Mark’s team of over 20 volunteers and rangers cork up half the 100 or so nest boxes in March, and then uncork them again when one of the volunteers hears the distinctive song of the first newly arrived male flycatcher in the woods in early April. By then, the more aggressive tits have already found homes in the uncorked boxes (or in holes in decaying trees), so the unique Longshaw Pied Flycatcher Housing Policy aims to ensure there are homes for everyone.

The recent ‘State of the UK’s Birds’ report showed that pied flycatcher numbers have gone down by 48 per cent in the UK since 1995, but numbers at Longshaw have rocketed as the cork-based housing scheme took shape: in 2000 there were nine nests with around 35 chicks, but last year at least 128 chicks hatched in over 30 nests. The birds have more than trebled in Padley Gorge and other woodlands at Longshaw, but their decrease elsewhere in the UK means they’re now on the ‘red data list’ of threatened species.

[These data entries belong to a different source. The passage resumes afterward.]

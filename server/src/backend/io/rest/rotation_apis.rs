//! # REST API for the Daily Rotation

use axum::{
    extract::{rejection::JsonRejection, State},
    http::HeaderMap,
    response::Json,
};
use tracing::info;

use super::auth::require_admin;
use super::mappers::RotationMapper;
use crate::backend::domain::models::PointsError;
use crate::backend::AppState;
use shared::{ReplaceRotationPolicyRequest, RotationPolicyResponse};

/// Today's policy; generates today's rotation on first use
pub async fn get_rotation(State(state): State<AppState>) -> Result<Json<RotationPolicyResponse>, PointsError> {
    info!("GET /api/rotation");
    let snapshot = state.rotation_service.current_policy().await?;
    Ok(Json(RotationMapper::to_response(snapshot)))
}

/// Replace the policy and regenerate today's rotation
pub async fn replace_rotation(
    State(state): State<AppState>,
    headers: HeaderMap,
    body: Result<Json<ReplaceRotationPolicyRequest>, JsonRejection>,
) -> Result<Json<RotationPolicyResponse>, PointsError> {
    let identity = state.identify(&headers)?;
    require_admin(&identity)?;
    let Json(request) = body.map_err(|e| PointsError::Validation(e.body_text()))?;
    info!("POST /api/rotation - uid: {}, request: {:?}", identity.uid, request);

    let snapshot = state
        .rotation_service
        .replace_policy(RotationMapper::to_command(request))
        .await?;
    Ok(Json(RotationMapper::to_response(snapshot)))
}

/// Re-roll today's rotation with the current pool
pub async fn reroll_rotation(
    State(state): State<AppState>,
    headers: HeaderMap,
) -> Result<Json<RotationPolicyResponse>, PointsError> {
    let identity = state.identify(&headers)?;
    require_admin(&identity)?;
    info!("PUT /api/rotation - uid: {}", identity.uid);

    let snapshot = state.rotation_service.reroll_today().await?;
    Ok(Json(RotationMapper::to_response(snapshot)))
}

The National Trust have been managing the woodlands to encourage flycatchers and other wildlife, by erecting fences and walls to reduce woodland grazing from sheep and deer (with paths and gates for human visitors) and trimming some trees to keep plenty of open space. It’s believed that a decline in woodland management may have been one reason for the reduction of pied flycatchers in other UK woodlands.

The best time to see pied flycatchers is when they begin feeding their chicks in May. Whereas the females are greyish coloured, the male birds are a striking black and white, around the size of a robin, and can be seen hovering to catch insects in the air.

Volunteers in Padley and Longshaw are now also ringing the new born chicks to check where they go later in life - early results show some are returning to their Peak District homes.

“The woods around Padley are one of the best places there is to see pied flycatchers, and it’s really nice to have a red data list species increasing here,” said Mark.

“We’re now getting other groups coming to see how we’ve done it. It’s fantastic to know that we’re helping such a rare bird by using the bird boxes and by simple woodland management techniques.”